# -*- coding:utf-8 -*-
# author:f0ngf0ng

# 入参为：yml文件 url.txt  yml文件里有时间条件、关键词条件
# command写死在java里，直接python3 xxxx.py xx.yml即可
# java输出为文件，
# 如http://x.x.x.x ————————vul
#   http://x.x.x.x ———————

import requests
import csv,yaml,os
from concurrent.futures import ThreadPoolExecutor
import sys

proxies = {
    'http':'127.0.0.1:8080',
    'https':'127.0.0.1:8080'
}

def exp(url,ymlfile):
    global words
    # 获取当前脚本所在文件夹路径
    curPath = os.path.dirname(os.path.realpath(__file__))
    # 获取yaml文件路径
    yamlPath = os.path.join(curPath + '/..' , ymlfile)
    # open方法打开直接读出来
    f = open(yamlPath, 'r', encoding='utf-8')
    cfg = f.read()

    d = yaml.load(cfg, Loader=yaml.FullLoader)  # 用load方法转字典

    for _ in d:
        if _ == "method":
            method = d[_]  # 请求方法

        if _ == "uri":
            uri = d[_]  # 请求的uri

        if _ == "param":
            param = d[_]  # 加在uri后面的带入的参数

        if _ == "data":
            data = d[_]  # 请求体，如果没有的话，就为空，后续发请求需要判断

        if _ == "others":
            headers = d[_]  # 将others参数设置为headers头

        if _ == "condition":
            words = d[_]['words']  # 关键字条件
            time = d[_]['time']  # 时间条件

    for value in headers:  # 因为有纯数字，需要转成string
        if type(headers[value]) == int:
            headers[value] = str(headers[value])

    try:
        if method == "GET":
            requests.packages.urllib3.disable_warnings()
            r = requests.get(url + uri + "?" + param, headers=headers, timeout=5, verify=False )
        elif( method == "POST" ):
            requests.packages.urllib3.disable_warnings()
            r = requests.get(url + uri + "?" + param, data=data ,headers=headers, timeout=5, verify=False )
        elif( method == "PUT" ):
            requests.packages.urllib3.disable_warnings()
            r = requests.put(url + uri + "?" + param, data=data ,headers=headers, timeout=5, verify=False )

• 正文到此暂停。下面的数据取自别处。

//! Venue and reference-directory models

use chrono::{DateTime, Utc};
use serde::{Deserialize, Serialize};
use sqlx::FromRow;

/// A partner venue that hosts events. `owner_id` references the venue owner
/// who moderates proposals made for this venue.
#[derive(Debug, Clone, Serialize, Deserialize, FromRow)]
pub struct Venue {
    pub id: i64,
    pub name: String,
    pub address: Option<String>,
    pub max_capacity: i32,
    pub city_id: Option<i64>,
    pub owner_id: i64,
    pub created_at: DateTime<Utc>,
}

#[derive(Debug, Clone, Serialize, Deserialize, FromRow)]
pub struct City {
    pub id: i64,
    pub name: String,
    pub postal_code: Option<String>,
}

#[derive(Debug, Clone, Serialize, Deserialize, FromRow)]
pub struct Category {
    pub id: i64,
    pub name: String,
    pub description: Option<String>,
}

#[derive(Debug, Clone, Serialize, Deserialize)]
pub struct CreateVenueRequest {
    pub name: String,
    pub address: Option<String>,
    pub max_capacity: i32,
    pub city_id: Option<i64>,
    pub owner_id: i64,
}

        # 把响应头和响应体转换成string
        total = ""
        for _ in r.headers:
            total = total + _ + ":" + r.headers[_] +'\n'
        total = total + r.text

        if words != "":
            if words in total:
                url = url  + '…………vul'
        print(url)

    except Exception as e:
        pass

if __name__ == '__main__':
    data = open('pythonexp/url.txt') # 批量IP
    ymlFile = sys.argv[1]
    reader = csv.reader(data) # 50是线程

    with ThreadPoolExecutor(50) as pool:
        for row in reader:
            if 'http' not in row[0]:
                url = 'http://' + row[0]
            else:
                url = row[0]
            pool.submit(exp, url , ymlFile)